**Exercise:** Find every line in the listing below that includes the word "done", then give only how many there are.

········

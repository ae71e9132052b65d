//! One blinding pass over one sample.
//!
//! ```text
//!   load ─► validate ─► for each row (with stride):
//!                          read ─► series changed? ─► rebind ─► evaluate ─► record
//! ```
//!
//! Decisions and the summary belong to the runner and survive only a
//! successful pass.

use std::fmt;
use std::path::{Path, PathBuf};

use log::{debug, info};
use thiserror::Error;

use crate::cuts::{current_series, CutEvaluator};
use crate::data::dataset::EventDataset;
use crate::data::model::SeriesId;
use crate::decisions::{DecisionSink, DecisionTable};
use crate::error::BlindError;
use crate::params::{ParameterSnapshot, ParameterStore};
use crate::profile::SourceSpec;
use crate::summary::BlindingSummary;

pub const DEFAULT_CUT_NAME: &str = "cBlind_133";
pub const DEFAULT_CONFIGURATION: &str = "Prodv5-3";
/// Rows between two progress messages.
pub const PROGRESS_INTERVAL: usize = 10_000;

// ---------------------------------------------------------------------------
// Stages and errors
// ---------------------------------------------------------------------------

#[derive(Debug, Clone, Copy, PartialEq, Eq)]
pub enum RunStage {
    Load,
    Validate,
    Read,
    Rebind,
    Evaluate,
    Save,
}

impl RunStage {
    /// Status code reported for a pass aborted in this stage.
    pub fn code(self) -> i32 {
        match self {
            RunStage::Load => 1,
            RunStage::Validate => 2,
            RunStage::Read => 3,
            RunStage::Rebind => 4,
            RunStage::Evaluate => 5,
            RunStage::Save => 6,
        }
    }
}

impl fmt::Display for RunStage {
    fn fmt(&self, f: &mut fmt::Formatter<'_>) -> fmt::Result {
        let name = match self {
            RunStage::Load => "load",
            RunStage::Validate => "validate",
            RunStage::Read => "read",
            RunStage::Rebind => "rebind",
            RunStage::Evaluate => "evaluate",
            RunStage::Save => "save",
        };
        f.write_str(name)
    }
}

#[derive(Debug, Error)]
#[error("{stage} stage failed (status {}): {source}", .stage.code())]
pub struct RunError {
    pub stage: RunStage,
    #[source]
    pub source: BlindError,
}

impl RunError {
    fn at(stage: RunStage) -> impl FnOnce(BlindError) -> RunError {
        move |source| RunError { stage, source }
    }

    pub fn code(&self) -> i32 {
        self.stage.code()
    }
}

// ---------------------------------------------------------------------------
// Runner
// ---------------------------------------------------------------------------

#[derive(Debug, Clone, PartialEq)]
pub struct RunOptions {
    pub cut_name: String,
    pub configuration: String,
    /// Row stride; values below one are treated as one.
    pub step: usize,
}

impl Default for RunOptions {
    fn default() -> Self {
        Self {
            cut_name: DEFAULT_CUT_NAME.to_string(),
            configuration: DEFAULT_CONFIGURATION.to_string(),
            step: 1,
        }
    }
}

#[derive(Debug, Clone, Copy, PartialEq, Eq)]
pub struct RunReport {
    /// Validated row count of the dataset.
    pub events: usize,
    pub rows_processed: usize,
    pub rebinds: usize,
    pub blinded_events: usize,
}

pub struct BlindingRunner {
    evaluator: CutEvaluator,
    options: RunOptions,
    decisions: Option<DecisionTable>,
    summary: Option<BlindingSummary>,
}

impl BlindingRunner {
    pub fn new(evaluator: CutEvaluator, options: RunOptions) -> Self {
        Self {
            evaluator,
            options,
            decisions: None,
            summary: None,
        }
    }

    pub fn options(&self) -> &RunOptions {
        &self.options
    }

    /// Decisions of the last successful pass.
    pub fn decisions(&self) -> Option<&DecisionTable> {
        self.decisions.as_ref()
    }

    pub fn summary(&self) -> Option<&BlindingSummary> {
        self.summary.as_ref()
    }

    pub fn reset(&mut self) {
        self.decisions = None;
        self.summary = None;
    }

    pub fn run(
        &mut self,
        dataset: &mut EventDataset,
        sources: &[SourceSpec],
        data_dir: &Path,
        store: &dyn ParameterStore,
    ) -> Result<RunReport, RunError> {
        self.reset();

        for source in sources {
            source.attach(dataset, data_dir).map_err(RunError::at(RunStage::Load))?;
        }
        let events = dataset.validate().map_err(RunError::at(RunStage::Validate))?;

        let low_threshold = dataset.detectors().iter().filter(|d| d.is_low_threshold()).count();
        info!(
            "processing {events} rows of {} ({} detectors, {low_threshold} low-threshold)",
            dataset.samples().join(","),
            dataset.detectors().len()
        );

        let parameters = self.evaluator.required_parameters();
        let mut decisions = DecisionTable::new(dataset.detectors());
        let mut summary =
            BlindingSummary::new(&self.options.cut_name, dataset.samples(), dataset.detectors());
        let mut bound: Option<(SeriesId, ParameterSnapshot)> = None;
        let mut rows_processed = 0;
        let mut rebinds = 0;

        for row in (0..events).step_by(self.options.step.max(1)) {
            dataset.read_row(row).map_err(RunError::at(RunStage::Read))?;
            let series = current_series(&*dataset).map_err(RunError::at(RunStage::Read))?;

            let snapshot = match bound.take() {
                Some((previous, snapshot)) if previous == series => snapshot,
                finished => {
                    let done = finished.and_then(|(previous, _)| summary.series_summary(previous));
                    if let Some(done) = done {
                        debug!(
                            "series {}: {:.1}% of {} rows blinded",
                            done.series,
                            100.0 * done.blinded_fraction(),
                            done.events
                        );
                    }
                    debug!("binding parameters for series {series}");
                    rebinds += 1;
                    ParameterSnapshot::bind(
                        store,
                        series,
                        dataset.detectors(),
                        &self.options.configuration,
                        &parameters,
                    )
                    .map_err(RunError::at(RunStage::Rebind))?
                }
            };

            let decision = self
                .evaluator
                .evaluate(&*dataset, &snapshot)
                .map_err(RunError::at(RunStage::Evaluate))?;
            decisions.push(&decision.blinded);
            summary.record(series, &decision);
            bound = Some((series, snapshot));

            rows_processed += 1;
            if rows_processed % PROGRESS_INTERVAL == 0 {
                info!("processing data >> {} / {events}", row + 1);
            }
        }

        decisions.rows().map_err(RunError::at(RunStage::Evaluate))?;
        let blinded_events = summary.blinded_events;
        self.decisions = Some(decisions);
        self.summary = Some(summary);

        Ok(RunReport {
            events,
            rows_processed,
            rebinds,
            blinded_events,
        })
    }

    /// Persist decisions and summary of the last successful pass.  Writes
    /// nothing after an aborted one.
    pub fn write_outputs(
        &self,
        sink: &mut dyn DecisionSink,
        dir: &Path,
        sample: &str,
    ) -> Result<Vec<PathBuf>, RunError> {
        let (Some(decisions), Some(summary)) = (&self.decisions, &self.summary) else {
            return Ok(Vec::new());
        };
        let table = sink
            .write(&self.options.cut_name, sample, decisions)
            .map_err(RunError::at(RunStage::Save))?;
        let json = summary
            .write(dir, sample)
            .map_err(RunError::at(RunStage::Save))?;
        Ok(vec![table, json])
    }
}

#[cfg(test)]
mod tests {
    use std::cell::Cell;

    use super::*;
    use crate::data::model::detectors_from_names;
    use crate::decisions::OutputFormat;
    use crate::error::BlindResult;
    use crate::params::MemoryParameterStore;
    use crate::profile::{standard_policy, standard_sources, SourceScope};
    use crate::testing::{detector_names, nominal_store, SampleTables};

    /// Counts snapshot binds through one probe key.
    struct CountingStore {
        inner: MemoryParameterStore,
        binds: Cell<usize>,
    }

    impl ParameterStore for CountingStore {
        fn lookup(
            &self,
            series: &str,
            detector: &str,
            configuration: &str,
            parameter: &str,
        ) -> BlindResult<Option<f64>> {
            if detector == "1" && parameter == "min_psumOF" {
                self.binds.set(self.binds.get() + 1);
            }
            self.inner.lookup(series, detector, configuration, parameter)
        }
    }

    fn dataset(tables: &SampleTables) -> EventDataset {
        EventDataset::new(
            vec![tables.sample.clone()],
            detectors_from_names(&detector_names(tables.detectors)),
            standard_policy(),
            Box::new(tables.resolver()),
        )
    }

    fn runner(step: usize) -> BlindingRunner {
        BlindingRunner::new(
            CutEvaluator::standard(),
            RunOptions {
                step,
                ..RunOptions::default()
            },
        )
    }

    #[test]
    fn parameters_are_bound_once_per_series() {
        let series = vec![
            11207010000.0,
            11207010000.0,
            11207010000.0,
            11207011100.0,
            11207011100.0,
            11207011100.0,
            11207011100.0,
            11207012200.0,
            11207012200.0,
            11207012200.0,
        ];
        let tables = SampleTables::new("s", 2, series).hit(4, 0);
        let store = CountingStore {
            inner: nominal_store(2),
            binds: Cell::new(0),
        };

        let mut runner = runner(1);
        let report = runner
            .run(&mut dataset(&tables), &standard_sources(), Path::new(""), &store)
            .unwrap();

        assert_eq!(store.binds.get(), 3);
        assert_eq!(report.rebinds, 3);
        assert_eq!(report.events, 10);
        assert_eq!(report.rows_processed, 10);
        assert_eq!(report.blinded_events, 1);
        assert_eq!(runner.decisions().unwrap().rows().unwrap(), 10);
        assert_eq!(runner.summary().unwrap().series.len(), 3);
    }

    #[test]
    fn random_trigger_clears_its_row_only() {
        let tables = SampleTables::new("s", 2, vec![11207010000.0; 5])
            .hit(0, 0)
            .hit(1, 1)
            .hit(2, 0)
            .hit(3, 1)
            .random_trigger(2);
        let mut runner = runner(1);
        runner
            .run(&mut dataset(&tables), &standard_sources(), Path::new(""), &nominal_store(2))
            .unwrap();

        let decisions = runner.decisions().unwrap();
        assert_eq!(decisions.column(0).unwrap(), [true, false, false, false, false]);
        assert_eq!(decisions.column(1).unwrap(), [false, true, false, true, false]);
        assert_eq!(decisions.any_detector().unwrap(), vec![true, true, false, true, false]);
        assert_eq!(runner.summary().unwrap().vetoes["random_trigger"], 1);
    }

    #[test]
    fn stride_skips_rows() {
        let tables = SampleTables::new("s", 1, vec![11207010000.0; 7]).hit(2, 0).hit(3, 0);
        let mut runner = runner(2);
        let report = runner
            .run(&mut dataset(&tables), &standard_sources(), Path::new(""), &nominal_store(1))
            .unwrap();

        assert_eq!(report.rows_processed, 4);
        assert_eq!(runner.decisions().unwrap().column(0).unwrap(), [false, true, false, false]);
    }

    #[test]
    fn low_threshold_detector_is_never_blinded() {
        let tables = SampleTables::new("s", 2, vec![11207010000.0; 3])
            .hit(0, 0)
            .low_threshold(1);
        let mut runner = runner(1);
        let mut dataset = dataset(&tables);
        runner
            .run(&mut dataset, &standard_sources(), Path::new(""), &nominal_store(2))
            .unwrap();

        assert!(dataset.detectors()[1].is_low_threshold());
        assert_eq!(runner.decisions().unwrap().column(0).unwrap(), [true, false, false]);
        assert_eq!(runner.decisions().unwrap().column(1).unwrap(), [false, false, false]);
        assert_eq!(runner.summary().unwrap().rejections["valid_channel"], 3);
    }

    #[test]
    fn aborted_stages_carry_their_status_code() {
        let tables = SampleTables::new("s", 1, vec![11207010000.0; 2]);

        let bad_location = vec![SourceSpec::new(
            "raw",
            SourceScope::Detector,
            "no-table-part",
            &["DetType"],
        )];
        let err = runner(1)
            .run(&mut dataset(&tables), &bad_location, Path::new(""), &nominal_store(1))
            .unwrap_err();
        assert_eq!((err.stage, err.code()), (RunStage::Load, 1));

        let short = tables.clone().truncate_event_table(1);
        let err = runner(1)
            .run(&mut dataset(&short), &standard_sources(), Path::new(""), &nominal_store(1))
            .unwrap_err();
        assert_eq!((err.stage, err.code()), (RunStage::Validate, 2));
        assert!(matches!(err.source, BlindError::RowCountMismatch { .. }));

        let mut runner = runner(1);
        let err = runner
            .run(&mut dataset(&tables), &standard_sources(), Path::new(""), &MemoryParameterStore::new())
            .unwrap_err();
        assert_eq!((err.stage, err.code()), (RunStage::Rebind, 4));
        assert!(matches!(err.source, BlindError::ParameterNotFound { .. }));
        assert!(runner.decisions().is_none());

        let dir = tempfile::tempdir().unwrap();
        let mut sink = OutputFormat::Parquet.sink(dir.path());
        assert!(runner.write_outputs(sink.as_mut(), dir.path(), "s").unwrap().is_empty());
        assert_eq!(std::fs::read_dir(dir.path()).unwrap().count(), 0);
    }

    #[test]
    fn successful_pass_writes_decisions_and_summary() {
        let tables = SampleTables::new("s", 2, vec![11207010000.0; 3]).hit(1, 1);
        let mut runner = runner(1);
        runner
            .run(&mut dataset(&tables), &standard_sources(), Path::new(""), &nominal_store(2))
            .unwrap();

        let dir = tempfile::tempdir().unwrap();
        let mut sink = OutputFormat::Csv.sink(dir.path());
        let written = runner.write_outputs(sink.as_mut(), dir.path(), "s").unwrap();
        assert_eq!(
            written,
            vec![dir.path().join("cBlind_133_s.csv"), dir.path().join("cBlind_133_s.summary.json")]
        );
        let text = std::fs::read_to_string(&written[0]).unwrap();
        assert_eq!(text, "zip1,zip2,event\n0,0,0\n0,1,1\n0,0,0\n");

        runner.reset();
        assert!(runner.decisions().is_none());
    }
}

········

**Response for this exercise:** 5